Soaking Wet

When was the last time you got into a water gun (or water balloon) fight? For me, it had been several decades, that was, until this week.

Each year, my husband and I encourage our boys to complete a math software-based program that includes upward of 200 assignments. The work that is not assigned by the school, but encouraged as an aid to help the student practice and hone their math skills. We think it benefits our children, so we have them work on it throughout the year. When they are done, we celebrate by letting them get something they want (within reason) to celebrate their accomplishment. This year, my oldest wanted a water gun.

When I was growing up, a water gun was small and made of see-through plastic. The water gun my son selected was large and had multiple water spray mechanisms. Water guns have come a long way since I was a kid.

Once my son had the water gun in his hands at home, he couldn’t wait to fill it with water and take it out the backyard to see what it could do. The minute my husband got home, my son determined a water gun fight needed to ensue. My husband had a different idea, he suggested the boys help him with some projects outside, and when they were done, they could have a water gun fight. The boys eagerly agreed.

It couldn’t help but smile watching my boys help their father out in the backyard, and it brought me great joy to see the water gun fight that commenced following. My oldest was relentless in getting his father soaking wet, and my husband wasn’t about to let his son get him wet without returning the favor. My youngest occasionally got into the battle, but was happy just to observe, like me. When the fight was over, everyone came back into the house. There was panting, and laughing about what had just happened. They were soaking wet, and I loved it.

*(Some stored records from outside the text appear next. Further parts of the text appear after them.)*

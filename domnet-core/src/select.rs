// Size-bounded node selection for oversized graphs

use crate::model::{DomainRole, Edge, Entity};
use std::collections::HashSet;
use tracing::{debug, info};

/// Thresholds for [`select_subgraph`].
#[derive(Debug, Clone, Copy, PartialEq, Eq)]
pub struct SelectionLimits {
    /// Selection only runs above this many nodes.
    pub max_nodes: usize,
    /// Non-priority nodes are sampled only above this many.
    pub max_other_nodes: usize,
    /// Lookalike domains kept, in insertion order, when sampling.
    pub lookalike_cap: usize,
    /// Same-IP target when the same-IP population exceeds `same_ip_pivot`.
    pub same_ip_target_large: usize,
    /// Same-IP target otherwise.
    pub same_ip_target: usize,
    pub same_ip_pivot: usize,
}

impl Default for SelectionLimits {
    fn default() -> Self {
        Self {
            max_nodes: 1000,
            max_other_nodes: 1500,
            lookalike_cap: 100,
            same_ip_target_large: 1000,
            same_ip_target: 1200,
            same_ip_pivot: 2000,
        }
    }
}

impl SelectionLimits {
    pub fn applies_to(&self, node_count: usize) -> bool {
        node_count > self.max_nodes
    }

    fn same_ip_target_for(&self, count: usize) -> usize {
        if count > self.same_ip_pivot {
            self.same_ip_target_large
        } else {
            self.same_ip_target
        }
    }
}

/// Outcome of a selection pass.
#[derive(Debug, Clone, PartialEq)]
pub struct Selection {
    pub nodes: Vec<Entity>,
    pub edges: Vec<Edge>,
    pub reduced: bool,
}

/// Step between picks so that `count` items thin down to about `target`.
pub fn stride_for(count: usize, target: usize) -> usize {
    if target == 0 {
        return count.max(1);
    }
    count.div_ceil(target).max(1)
}

/// Every `stride`-th item of an ordered sequence, starting with the first.
pub fn stride_sample<T: Clone>(items: &[T], stride: usize) -> Vec<T> {
    items.iter().step_by(stride.max(1)).cloned().collect()
}

/// Keep a representative subgraph when `nodes` is over the limit.
///
/// Source domains and crypto addresses always survive. The rest are kept
/// whole up to `max_other_nodes`; beyond that lookalikes are capped and
/// same-IP domains are stride sampled in their given order. An edge
/// survives only when both endpoints do.
pub fn select_subgraph(nodes: &[Entity], edges: &[Edge], limits: &SelectionLimits) -> Selection {
    if !limits.applies_to(nodes.len()) {
        return Selection {
            nodes: nodes.to_vec(),
            edges: edges.to_vec(),
            reduced: false,
        };
    }

    info!("Optimizing network: {} nodes, {} links", nodes.len(), edges.len());

    let (priority, other): (Vec<&Entity>, Vec<&Entity>) = nodes
        .iter()
        .partition(|node| node.is_source() || node.is_crypto());

    debug!("Priority nodes: {}, other nodes: {}", priority.len(), other.len());

    let kept_other: Vec<&Entity> = if other.len() > limits.max_other_nodes {
        let lookalikes: Vec<&Entity> = other
            .iter()
            .copied()
            .filter(|node| node.domain_role() == Some(DomainRole::Lookalike))
            .take(limits.lookalike_cap)
            .collect();
        let same_ip: Vec<&Entity> = other
            .iter()
            .copied()
            .filter(|node| node.domain_role() == Some(DomainRole::SameIp))
            .collect();

        let stride = stride_for(same_ip.len(), limits.same_ip_target_for(same_ip.len()));
        let sampled = stride_sample(&same_ip, stride);
        debug!(
            "Sampling {} same-IP domains with stride {} -> {}",
            same_ip.len(),
            stride,
            sampled.len()
        );

        lookalikes.into_iter().chain(sampled).collect()
    } else {
        other
    };

    let keep: HashSet<&str> = priority
        .iter()
        .chain(kept_other.iter())
        .map(|node| node.id())
        .collect();

    // Preserve the original node order in the output.
    let selected_nodes: Vec<Entity> = nodes
        .iter()
        .filter(|node| keep.contains(node.id()))
        .cloned()
        .collect();
    let selected_edges: Vec<Edge> = edges
        .iter()
        .filter(|edge| keep.contains(edge.source.as_str()) && keep.contains(edge.target.as_str()))
        .cloned()
        .collect();

    info!(
        "Optimized to: {} nodes, {} links",
        selected_nodes.len(),
        selected_edges.len()
    );

    Selection {
        nodes: selected_nodes,
        edges: selected_edges,
        reduced: true,
    }
}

I’m guessing we’ll have several more water gun fights in upcoming years, and think about how long it will be before my boys re-engage in a water gun fight once they are grown. I hope it isn’t as long as it was for me. I clearly missed out on having fun with water.

As an adult, what games have you reconnected with from your childhood? What activities do you do as a family that bring you the most joy?

 

Sum-Sum-Summertime

We have officially entered summertime. School is out, the weather is warming and thoughts of vacation are top of mind. There is a lot to look forward to.

I heard Surfing U.S.A. by the Beach Boys playing on television this past week. It took me back to my childhood, reminding me of all the memorable songs I associated with summer vacation and enjoyed during the summer months. The images it brought up were so vivid, and good:  BBQs, fireworks, trips (camping, or traveling by car or air) to spend time with family and friends. The memories remain strong, much like Christmas or holiday memories, I crave to have new memories as good as the past, maybe even better. But there’s no guarantee of that, and all I can do is look for the opportunities to enjoy the summer and actually enjoy them.

It shouldn’t be so hard, especially if I’m humming or singing a little tune. Summertime, summertime, sum-sum-summertime, summertime.

How do you plan to enjoy the summer with you family?

On Father’s Day

I never knew my grandfathers. Both passed away before I was born. I’ve always wondered what it would be like to have a grandfather. Someone to be a male role model and teach me things with unconditional love.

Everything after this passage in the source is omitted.